Molecular Glue-Augmented E2-Ubiquitin Recognition from A Computational Approach

Ubiquitin (Ub) is a small regulatory protein that tags unwanted or misfolded proteins for degradation by the proteasome. Molecular glues as small molecules stabilizing and augmenting protein-protein interactions have gained increasing attention in ubiquitination. Highly efficient computational approaches for the investigation of thermodynamics of molecular glue (MG)-Ub-protease systems remain absent. In this work, we introduced a cost-effective computational framework for all-atom characterization of the thermodynamics driving force in the cooperativity or molecule glue-induced enhancement of Ub-E2 recognition.
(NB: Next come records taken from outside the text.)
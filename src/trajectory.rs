use tracing::{debug, info};

use crate::env::{ActionId, EngineState, Env, StepInfo};
use crate::error::{AdapterContext, AdapterError, AdapterOp, PersistenceError};
use crate::frame::Observation;
use crate::ids::{IdAllocator, TrajId};
use crate::storage::{self, RunLayout, TableRow, TrajectoryPaths};

/// Rewards at or below this magnitude are not reported.
const REWARD_NOTICE_THRESHOLD: f64 = 0.001;

#[derive(Debug, Clone)]
pub struct Transition {
    pub frame_index: usize,
    pub prior_observation: Observation,
    pub next_observation: Observation,
    pub action: ActionId,
    pub reward: f64,
    pub terminal: bool,
    pub lives: Option<i32>,
    /// State after this transition; `None` when capture is disabled.
    pub engine_state: Option<EngineState>,
}

/// A point play can be resumed from.
#[derive(Debug, Clone)]
pub struct Rewound {
    pub state: EngineState,
    pub observation: Observation,
}

/// In-memory record of one trajectory segment.
pub struct TrajectoryBuffer<I: IdAllocator> {
    layout: RunLayout,
    ids: I,
    capture_state: bool,
    paths: TrajectoryPaths,
    transitions: Vec<Transition>,
    anchor: Option<Rewound>,
    lives_column: bool,
    dirty: bool,
}

impl<I: IdAllocator> TrajectoryBuffer<I> {
    pub fn new(layout: RunLayout, mut ids: I, capture_state: bool) -> Result<Self, PersistenceError> {
        let paths = layout.trajectory(&ids.next_id()?);
        paths.prepare()?;
        info!(traj = %paths.id, "new trajectory");
        Ok(Self {
            layout,
            ids,
            capture_state,
            paths,
            transitions: Vec::new(),
            anchor: None,
            lives_column: false,
            dirty: true,
        })
    }

    pub fn len(&self) -> usize {
        self.transitions.len()
    }

    pub fn is_empty(&self) -> bool {
        self.transitions.is_empty()
    }

    pub fn transitions(&self) -> &[Transition] {
        &self.transitions
    }

    pub fn traj_id(&self) -> &TrajId {
        &self.paths.id
    }

    pub fn paths(&self) -> &TrajectoryPaths {
        &self.paths
    }

    pub fn captures_state(&self) -> bool {
        self.capture_state
    }

    /// Always write the `lives` column, even for segments without lives data.
    pub fn set_lives_column(&mut self, enabled: bool) {
        self.lives_column = enabled;
    }

    /// Where a rewind past the first transition lands.
    pub fn set_anchor(&mut self, state: EngineState, observation: Observation) {
        self.anchor = Some(Rewound { state, observation });
    }

    /// Snapshots the environment and appends one transition.
    #[allow(clippy::too_many_arguments)]
    pub fn store_transition<E: Env + ?Sized>(
        &mut self,
        prior: Observation,
        next: Observation,
        action: ActionId,
        reward: f64,
        terminal: bool,
        info: StepInfo,
        env: &mut E,
    ) -> Result<(), AdapterError> {
        let engine_state = if self.capture_state {
            Some(env.clone_state().adapter(AdapterOp::CloneState)?)
        } else {
            None
        };

        let frame_index = self.transitions.len();
        if reward.abs() > REWARD_NOTICE_THRESHOLD {
            info!(traj = %self.paths.id, frame = frame_index, reward, "reward");
        }

        self.transitions.push(Transition {
            frame_index,
            prior_observation: prior,
            next_observation: next,
            action,
            reward,
            terminal,
            lives: info.lives,
            engine_state,
        });
        self.dirty = true;
        Ok(())
    }

    /// Drops the last `steps_back` transitions and returns the point to
    /// resume from: the state after the last kept transition, or the anchor
    /// when nothing is kept. Returns `None` and keeps the buffer intact when
    /// no snapshot is available.
    pub fn rewind(&mut self, steps_back: usize) -> Option<Rewound> {
        let idx = self.transitions.len().saturating_sub(steps_back);
        let point = if idx == 0 {
            self.anchor.clone().or_else(|| {
                self.transitions.first().and_then(|t| {
                    Some(Rewound {
                        state: t.engine_state.clone()?,
                        observation: t.next_observation.clone(),
                    })
                })
            })
        } else {
            let t = &self.transitions[idx - 1];
            t.engine_state.clone().map(|state| Rewound {
                state,
                observation: t.next_observation.clone(),
            })
        };

        let Some(point) = point else {
            debug!(traj = %self.paths.id, "no snapshot to rewind to");
            return None;
        };

        if idx < self.transitions.len() {
            debug!(
                traj = %self.paths.id,
                from = self.transitions.len(),
                to = idx,
                "rewind"
            );
            self.transitions.truncate(idx);
            self.dirty = true;
        }
        Some(point)
    }

    /// Writes the table, one image and (when captured) one state file per
    /// transition. Returns the number of transitions written, or `None` when
    /// nothing changed since the last save and no file was touched.
    pub fn save_trajectory(&mut self) -> Result<Option<usize>, PersistenceError> {
        if !self.dirty {
            debug!(traj = %self.paths.id, "trajectory unchanged since last save");
            return Ok(None);
        }
        self.paths.prepare()?;

        let mut score = 0.0;
        let rows: Vec<TableRow> = self
            .transitions
            .iter()
            .enumerate()
            .map(|(frame, t)| {
                score += t.reward;
                TableRow {
                    frame,
                    reward: t.reward,
                    score,
                    terminal: t.terminal,
                    action: t.action,
                    lives: t.lives,
                }
            })
            .collect();
        let with_lives = self.lives_column || rows.iter().any(|row| row.lives.is_some());
        storage::write_table(&self.paths.table, &rows, with_lives)?;

        for (frame, t) in self.transitions.iter().enumerate() {
            storage::write_png(&self.paths.image_path(frame), &t.next_observation)?;
            if let Some(state) = &t.engine_state {
                storage::write_state(&self.paths.state_path(frame), state)?;
            }
        }

        info!(
            traj = %self.paths.id,
            frames = self.transitions.len(),
            score,
            "saved trajectory"
        );
        self.dirty = false;
        Ok(Some(self.transitions.len()))
    }

    /// Clears the buffer and allocates a fresh id and output paths. The last
    /// stored snapshot becomes the anchor of the new segment.
    pub fn new_trajectory(&mut self) -> Result<(), PersistenceError> {
        if let Some(last) = self.transitions.last() {
            if let Some(state) = &last.engine_state {
                self.anchor = Some(Rewound {
                    state: state.clone(),
                    observation: last.next_observation.clone(),
                });
            }
        }
        self.transitions.clear();

        self.paths = self.layout.trajectory(&self.ids.next_id()?);
        self.paths.prepare()?;
        self.dirty = true;
        info!(traj = %self.paths.id, "new trajectory");
        Ok(())
    }
}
Based on the testing bed involving the CDC34A-Ub protein-protein system and 18 unique molecule glues, we illustrate that our method could satisfactorily decoding the interaction thermodynamics inside the multimeric system. Specifically, our method enables both the ranking the protein-ligand MG-(E2-Ub) affinity and qualitatively capture the MG-induced E2-Ub interaction strengthening, which are generally unachievable with standard methods such as MM/GBSA and commonly applied scoring functions (e.g., AutoDock Vina). We additionally explore the general picture of the interfacial interactions in the multimeric complex, identifying important residues in the binding of molecular glue to Ub-E2 complex and also in Ub-E2 binding. Our computational approach could facilitate high-throughput virtual screening of potent molecular glues in assisting protein-protein recognition and ubiquitination.